#### [PROMPT]
Whenever a line below includes the word "json", copy that line.

#### [RECORDED INFORMATION]

* * * *

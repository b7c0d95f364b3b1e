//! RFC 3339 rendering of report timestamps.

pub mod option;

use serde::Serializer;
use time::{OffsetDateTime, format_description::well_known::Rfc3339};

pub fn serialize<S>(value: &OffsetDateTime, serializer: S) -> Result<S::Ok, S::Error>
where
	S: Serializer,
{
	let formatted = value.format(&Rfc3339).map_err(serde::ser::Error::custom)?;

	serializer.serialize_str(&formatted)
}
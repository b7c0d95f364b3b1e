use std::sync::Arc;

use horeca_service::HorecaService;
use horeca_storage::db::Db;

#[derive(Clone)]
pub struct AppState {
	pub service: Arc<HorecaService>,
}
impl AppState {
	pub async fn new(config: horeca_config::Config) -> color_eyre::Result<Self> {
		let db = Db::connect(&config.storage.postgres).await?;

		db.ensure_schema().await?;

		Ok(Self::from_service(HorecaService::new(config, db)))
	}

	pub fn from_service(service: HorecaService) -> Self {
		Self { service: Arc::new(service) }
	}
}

* * * *

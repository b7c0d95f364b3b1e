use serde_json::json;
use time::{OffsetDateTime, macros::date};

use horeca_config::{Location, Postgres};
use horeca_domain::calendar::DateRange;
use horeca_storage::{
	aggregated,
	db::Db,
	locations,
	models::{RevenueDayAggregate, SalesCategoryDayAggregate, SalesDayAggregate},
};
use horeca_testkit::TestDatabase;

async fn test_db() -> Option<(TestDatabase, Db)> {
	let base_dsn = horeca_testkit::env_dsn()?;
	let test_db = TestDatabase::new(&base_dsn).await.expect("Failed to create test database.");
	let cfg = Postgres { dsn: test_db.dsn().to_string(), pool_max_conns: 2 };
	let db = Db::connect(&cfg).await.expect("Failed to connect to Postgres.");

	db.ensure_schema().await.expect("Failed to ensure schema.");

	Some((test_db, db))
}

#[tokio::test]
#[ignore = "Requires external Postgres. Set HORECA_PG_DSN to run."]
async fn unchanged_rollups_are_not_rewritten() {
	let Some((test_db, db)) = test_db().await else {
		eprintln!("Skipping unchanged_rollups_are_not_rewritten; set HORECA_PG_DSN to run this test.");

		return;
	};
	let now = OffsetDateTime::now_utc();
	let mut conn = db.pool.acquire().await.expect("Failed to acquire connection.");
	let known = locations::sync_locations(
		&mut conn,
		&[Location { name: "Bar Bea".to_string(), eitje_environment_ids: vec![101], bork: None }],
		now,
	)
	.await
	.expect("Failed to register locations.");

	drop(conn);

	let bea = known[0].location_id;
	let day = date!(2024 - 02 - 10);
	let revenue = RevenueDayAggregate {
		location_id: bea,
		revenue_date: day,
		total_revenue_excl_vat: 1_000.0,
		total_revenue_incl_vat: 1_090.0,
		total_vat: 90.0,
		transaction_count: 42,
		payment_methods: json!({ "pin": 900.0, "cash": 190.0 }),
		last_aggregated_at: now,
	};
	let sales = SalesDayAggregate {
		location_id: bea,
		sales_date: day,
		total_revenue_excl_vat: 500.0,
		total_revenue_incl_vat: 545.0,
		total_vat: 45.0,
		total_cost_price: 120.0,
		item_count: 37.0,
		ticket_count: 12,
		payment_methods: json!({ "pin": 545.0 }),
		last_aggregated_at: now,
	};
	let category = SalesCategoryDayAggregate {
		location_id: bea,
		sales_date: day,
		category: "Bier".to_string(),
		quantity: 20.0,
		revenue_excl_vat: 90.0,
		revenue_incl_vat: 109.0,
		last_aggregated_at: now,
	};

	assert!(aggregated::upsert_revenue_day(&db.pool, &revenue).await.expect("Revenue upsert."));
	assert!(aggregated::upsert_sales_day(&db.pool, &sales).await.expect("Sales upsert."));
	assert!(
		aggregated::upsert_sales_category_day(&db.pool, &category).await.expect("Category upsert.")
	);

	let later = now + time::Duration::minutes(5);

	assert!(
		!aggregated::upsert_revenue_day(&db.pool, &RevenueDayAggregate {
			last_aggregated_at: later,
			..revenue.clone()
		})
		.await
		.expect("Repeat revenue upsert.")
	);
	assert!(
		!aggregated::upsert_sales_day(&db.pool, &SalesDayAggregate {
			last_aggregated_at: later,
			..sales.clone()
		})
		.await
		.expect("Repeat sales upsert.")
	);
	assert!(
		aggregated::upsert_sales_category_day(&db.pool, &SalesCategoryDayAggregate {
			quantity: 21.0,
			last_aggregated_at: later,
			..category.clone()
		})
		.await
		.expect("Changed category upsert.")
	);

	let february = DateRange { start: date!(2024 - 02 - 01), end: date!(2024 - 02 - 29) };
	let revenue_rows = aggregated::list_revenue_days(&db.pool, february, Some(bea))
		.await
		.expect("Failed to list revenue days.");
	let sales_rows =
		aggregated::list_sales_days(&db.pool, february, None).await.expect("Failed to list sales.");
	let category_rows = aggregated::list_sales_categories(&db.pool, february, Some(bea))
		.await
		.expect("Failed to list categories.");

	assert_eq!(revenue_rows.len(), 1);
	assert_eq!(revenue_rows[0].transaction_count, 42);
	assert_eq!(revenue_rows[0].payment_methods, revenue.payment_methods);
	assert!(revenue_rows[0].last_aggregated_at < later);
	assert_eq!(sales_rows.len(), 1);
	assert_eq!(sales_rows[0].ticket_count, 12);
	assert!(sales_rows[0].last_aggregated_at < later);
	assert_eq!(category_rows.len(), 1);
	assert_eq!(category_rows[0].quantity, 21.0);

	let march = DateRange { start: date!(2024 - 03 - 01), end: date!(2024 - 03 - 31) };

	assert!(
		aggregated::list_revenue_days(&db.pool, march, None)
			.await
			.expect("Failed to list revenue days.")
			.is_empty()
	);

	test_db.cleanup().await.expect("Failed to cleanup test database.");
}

* * * *

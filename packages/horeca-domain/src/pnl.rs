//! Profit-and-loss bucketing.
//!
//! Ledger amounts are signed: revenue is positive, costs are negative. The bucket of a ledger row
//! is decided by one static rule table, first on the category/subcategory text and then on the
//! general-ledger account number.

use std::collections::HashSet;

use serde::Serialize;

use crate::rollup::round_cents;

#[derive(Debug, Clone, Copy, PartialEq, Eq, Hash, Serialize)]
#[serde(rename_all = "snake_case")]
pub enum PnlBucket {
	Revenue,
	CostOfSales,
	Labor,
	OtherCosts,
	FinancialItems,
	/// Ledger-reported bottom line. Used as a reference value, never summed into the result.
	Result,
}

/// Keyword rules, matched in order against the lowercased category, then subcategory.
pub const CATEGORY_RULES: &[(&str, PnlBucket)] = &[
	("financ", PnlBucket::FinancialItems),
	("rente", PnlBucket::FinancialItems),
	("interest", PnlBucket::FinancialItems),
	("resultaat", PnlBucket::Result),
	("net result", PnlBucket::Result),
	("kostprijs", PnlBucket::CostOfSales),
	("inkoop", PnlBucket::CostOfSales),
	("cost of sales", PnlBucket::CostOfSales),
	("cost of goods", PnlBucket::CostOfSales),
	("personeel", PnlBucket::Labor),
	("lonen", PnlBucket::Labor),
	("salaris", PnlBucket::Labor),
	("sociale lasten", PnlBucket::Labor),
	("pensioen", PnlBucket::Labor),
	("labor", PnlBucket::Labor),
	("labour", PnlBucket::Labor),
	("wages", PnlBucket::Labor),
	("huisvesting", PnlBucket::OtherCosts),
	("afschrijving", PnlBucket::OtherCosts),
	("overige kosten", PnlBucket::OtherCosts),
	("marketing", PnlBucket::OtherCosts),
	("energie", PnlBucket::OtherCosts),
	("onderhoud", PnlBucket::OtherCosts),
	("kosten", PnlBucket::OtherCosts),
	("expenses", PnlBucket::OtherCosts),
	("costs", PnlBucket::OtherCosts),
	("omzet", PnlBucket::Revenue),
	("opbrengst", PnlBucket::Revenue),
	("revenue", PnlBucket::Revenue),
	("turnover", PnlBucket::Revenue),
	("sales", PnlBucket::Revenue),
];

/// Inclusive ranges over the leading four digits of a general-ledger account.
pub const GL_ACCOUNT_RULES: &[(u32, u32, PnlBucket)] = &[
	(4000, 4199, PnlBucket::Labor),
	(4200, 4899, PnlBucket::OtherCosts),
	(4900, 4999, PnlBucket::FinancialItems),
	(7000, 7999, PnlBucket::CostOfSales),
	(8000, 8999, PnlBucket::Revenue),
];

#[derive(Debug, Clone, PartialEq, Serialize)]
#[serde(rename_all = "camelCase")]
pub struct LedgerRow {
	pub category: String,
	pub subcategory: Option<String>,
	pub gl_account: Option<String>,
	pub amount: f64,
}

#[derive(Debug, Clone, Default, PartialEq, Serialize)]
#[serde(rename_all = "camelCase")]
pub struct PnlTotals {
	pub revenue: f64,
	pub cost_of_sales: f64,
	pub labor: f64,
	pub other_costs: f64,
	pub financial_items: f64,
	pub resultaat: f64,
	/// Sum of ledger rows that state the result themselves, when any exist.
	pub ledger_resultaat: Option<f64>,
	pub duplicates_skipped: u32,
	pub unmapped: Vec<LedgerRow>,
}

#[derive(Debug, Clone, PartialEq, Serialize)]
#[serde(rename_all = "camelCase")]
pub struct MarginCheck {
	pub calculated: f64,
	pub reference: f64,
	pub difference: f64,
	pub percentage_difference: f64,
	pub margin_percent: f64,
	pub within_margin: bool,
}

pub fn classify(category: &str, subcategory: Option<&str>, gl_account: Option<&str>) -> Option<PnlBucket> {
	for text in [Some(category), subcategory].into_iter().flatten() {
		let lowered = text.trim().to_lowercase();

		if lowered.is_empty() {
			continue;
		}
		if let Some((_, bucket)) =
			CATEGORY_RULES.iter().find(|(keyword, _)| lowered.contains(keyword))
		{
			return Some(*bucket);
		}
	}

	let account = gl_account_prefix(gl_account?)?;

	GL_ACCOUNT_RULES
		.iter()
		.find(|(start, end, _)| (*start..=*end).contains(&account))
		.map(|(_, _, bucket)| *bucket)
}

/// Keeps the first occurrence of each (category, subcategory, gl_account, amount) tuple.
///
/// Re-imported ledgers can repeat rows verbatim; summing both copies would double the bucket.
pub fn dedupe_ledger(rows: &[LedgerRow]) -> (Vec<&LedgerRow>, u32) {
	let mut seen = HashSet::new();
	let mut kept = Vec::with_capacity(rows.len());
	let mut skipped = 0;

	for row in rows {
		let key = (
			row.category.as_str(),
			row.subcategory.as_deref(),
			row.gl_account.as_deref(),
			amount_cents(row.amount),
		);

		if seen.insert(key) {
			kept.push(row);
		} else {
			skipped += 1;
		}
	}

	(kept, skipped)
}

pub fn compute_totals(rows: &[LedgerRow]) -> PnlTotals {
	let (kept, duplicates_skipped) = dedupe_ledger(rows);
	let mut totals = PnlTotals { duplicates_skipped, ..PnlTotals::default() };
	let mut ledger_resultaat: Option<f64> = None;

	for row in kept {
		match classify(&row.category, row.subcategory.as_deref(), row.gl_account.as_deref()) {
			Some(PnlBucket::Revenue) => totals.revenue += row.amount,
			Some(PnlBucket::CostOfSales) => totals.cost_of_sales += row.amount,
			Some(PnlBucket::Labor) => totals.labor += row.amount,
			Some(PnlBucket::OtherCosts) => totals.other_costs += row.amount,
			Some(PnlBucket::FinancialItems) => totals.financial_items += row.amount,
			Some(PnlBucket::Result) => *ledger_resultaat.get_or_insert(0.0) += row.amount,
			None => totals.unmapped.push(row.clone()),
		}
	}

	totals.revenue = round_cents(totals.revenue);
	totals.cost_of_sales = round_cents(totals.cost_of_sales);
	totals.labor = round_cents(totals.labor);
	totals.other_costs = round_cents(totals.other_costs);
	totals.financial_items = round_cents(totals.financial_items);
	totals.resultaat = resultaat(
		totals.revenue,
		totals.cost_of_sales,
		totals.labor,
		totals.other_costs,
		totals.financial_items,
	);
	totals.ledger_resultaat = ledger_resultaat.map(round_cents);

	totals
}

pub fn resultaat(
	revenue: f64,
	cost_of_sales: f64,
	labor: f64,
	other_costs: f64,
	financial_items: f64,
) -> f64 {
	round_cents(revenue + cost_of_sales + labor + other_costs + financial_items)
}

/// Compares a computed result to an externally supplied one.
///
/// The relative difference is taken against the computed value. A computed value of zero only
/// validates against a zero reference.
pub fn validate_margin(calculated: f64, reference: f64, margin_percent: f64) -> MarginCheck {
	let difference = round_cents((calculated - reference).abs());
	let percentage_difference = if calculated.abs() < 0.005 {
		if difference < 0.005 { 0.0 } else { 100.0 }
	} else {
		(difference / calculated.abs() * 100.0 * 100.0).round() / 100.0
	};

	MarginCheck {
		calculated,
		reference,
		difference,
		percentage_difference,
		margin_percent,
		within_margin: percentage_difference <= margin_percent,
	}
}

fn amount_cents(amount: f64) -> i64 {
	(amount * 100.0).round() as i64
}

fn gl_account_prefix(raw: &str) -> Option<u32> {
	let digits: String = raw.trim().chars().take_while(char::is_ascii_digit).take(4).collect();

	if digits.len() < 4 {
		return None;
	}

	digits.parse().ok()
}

* * * *

#### [SOLUTION]
use serde_json::json;
		payment_methods: json!({ "pin": 900.0, "cash": 190.0 }),
		payment_methods: json!({ "pin": 545.0 }),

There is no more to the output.